**Try it**
Go through the data below and copy each line that includes "ImageBackend".

[Stored data]
• • • • • • •

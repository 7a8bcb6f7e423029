//! Pure Rust image codec backend (plus libwebp for lossy WebP).
//!
//! Everything is statically linked into the binary.
//!
//! ## Crate mapping
//!
//! | Operation | Crate / function |
//! |---|---|
//! | Decode (JPEG, PNG, WebP, GIF) | `image` crate (pure Rust decoders) |
//! | Decode (PDF, first page) | `lopdf` + [`pdf`](super::pdf) raster renderer |
//! | Encode → JPEG | `image::codecs::jpeg::JpegEncoder` (quality floor 1) |
//! | Encode → PNG, GIF | `image::DynamicImage::write_to` (quality ignored) |
//! | Encode → WebP | `webp` (lossy; `image`'s WebP encoder is lossless-only) |
//! | Encode → PDF | `lopdf`, image embedded as a DCT XObject |

use super::backend::{DecodeError, EncodeError, ImageBackend, SourceImage};
use super::params::{OutputFormat, Quality, SourceFormat};
use super::pdf;
use super::surface::Surface;
use image::codecs::jpeg::JpegEncoder;
use image::{DynamicImage, ExtendedColorType, ImageEncoder, ImageFormat, Rgb, RgbImage, RgbaImage};
use std::io::Cursor;
use tracing::debug;

/// libwebp's hard limit on either side.
const WEBP_MAX_DIMENSION: u32 = 16383;

/// Pure Rust backend using the `image` crate ecosystem.
///
/// See the [module docs](self) for the crate-to-operation mapping.
pub struct RustBackend;

impl RustBackend {
    pub fn new() -> Self {
        Self
    }
}

impl Default for RustBackend {
    fn default() -> Self {
        Self::new()
    }
}

/// Resolve the format to decode with: the declared MIME type when it is
/// specific, otherwise a guess from the leading bytes.
fn resolve_source_format(bytes: &[u8], mime: Option<&str>) -> Result<SourceFormat, DecodeError> {
    match mime.map(str::trim).filter(|m| !m.is_empty()) {
        Some(m) if !m.eq_ignore_ascii_case("application/octet-stream") => {
            SourceFormat::from_mime(m).ok_or_else(|| DecodeError::UnsupportedMime(m.to_string()))
        }
        _ => guess_source_format(bytes),
    }
}

fn guess_source_format(bytes: &[u8]) -> Result<SourceFormat, DecodeError> {
    if bytes.starts_with(b"%PDF-") {
        return Ok(SourceFormat::Pdf);
    }
    match image::guess_format(bytes) {
        Ok(ImageFormat::Jpeg) => Ok(SourceFormat::Jpeg),
        Ok(ImageFormat::Png) => Ok(SourceFormat::Png),
        Ok(ImageFormat::WebP) => Ok(SourceFormat::WebP),
        Ok(ImageFormat::Gif) => Ok(SourceFormat::Gif),
        Ok(other) => Err(DecodeError::Unreadable(format!(
            "{other:?} images are not supported"
        ))),
        Err(_) => Err(DecodeError::Unreadable(
            "unrecognized image format".to_string(),
        )),
    }
}

fn raster_format(format: SourceFormat) -> Option<ImageFormat> {
    match format {
        SourceFormat::Jpeg => Some(ImageFormat::Jpeg),
        SourceFormat::Png => Some(ImageFormat::Png),
        SourceFormat::WebP => Some(ImageFormat::WebP),
        SourceFormat::Gif => Some(ImageFormat::Gif),
        SourceFormat::Pdf => None,
    }
}

/// Composite RGBA onto white. JPEG has no alpha channel.
pub(crate) fn flatten_onto_white(pixels: &RgbaImage) -> RgbImage {
    RgbImage::from_fn(pixels.width(), pixels.height(), |x, y| {
        let [r, g, b, a] = pixels.get_pixel(x, y).0;
        let alpha = a as u32;
        let blend = |c: u8| ((c as u32 * alpha + 255 * (255 - alpha) + 127) / 255) as u8;
        Rgb([blend(r), blend(g), blend(b)])
    })
}

/// Encode RGB pixels as baseline JPEG.
pub(crate) fn encode_jpeg(surface: &Surface, quality: Quality) -> Result<Vec<u8>, EncodeError> {
    let rgb = flatten_onto_white(surface.pixels());
    let mut buf = Vec::new();
    JpegEncoder::new_with_quality(&mut buf, quality.jpeg())
        .write_image(rgb.as_raw(), rgb.width(), rgb.height(), ExtendedColorType::Rgb8)
        .map_err(|e| EncodeError::Failed {
            format: OutputFormat::Jpeg,
            reason: e.to_string(),
        })?;
    Ok(buf)
}

fn encode_with_image(surface: &Surface, format: OutputFormat) -> Result<Vec<u8>, EncodeError> {
    let image_format = match format {
        OutputFormat::Png => ImageFormat::Png,
        OutputFormat::Gif => ImageFormat::Gif,
        other => {
            return Err(EncodeError::Unsupported {
                format: other,
                reason: "not a lossless raster format".to_string(),
            });
        }
    };
    let mut buf = Vec::new();
    DynamicImage::ImageRgba8(surface.pixels().clone())
        .write_to(&mut Cursor::new(&mut buf), image_format)
        .map_err(|e| EncodeError::Failed {
            format,
            reason: e.to_string(),
        })?;
    Ok(buf)
}

fn encode_webp(surface: &Surface, quality: Quality) -> Result<Vec<u8>, EncodeError> {
    if surface.width() > WEBP_MAX_DIMENSION || surface.height() > WEBP_MAX_DIMENSION {
        return Err(EncodeError::Unsupported {
            format: OutputFormat::WebP,
            reason: format!(
                "{} exceeds the {WEBP_MAX_DIMENSION}px limit",
                surface.dimensions()
            ),
        });
    }
    let pixels = surface.pixels();
    let encoded = webp::Encoder::from_rgba(pixels.as_raw(), pixels.width(), pixels.height())
        .encode_simple(false, quality.value() as f32)
        .map_err(|e| EncodeError::Failed {
            format: OutputFormat::WebP,
            reason: format!("{e:?}"),
        })?;
    Ok(encoded.to_vec())
}

impl ImageBackend for RustBackend {
    fn decode(&self, bytes: &[u8], mime: Option<&str>) -> Result<SourceImage, DecodeError> {
        if bytes.is_empty() {
            return Err(DecodeError::Empty);
        }
        let format = resolve_source_format(bytes, mime)?;
        debug!(?format, len = bytes.len(), "decoding image");

        let surface = match raster_format(format) {
            Some(image_format) => {
                let img = image::load_from_memory_with_format(bytes, image_format)
                    .map_err(|e| DecodeError::Unreadable(e.to_string()))?;
                Surface::from_image(&img)
                    .ok_or_else(|| DecodeError::Unreadable("image has no pixels".to_string()))?
            }
            None => pdf::render_first_page(bytes)?,
        };
        Ok(SourceImage::new(surface, format))
    }

    fn encode(
        &self,
        surface: &Surface,
        format: OutputFormat,
        quality: Option<Quality>,
    ) -> Result<Vec<u8>, EncodeError> {
        let quality = quality.unwrap_or_default();
        debug!(%format, quality = quality.value(), dims = %surface.dimensions(), "encoding image");

        let bytes = match format {
            OutputFormat::Jpeg => encode_jpeg(surface, quality)?,
            OutputFormat::WebP => encode_webp(surface, quality)?,
            OutputFormat::Png | OutputFormat::Gif => encode_with_image(surface, format)?,
            OutputFormat::Pdf => pdf::encode_single_page(surface, quality)?,
        };
        if bytes.is_empty() {
            return Err(EncodeError::Unsupported {
                format,
                reason: "encoder produced no data".to_string(),
            });
        }
        Ok(bytes)
    }
}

• • • • • • •

**Written reply**
use super::backend::{DecodeError, EncodeError, ImageBackend, SourceImage};
impl ImageBackend for RustBackend {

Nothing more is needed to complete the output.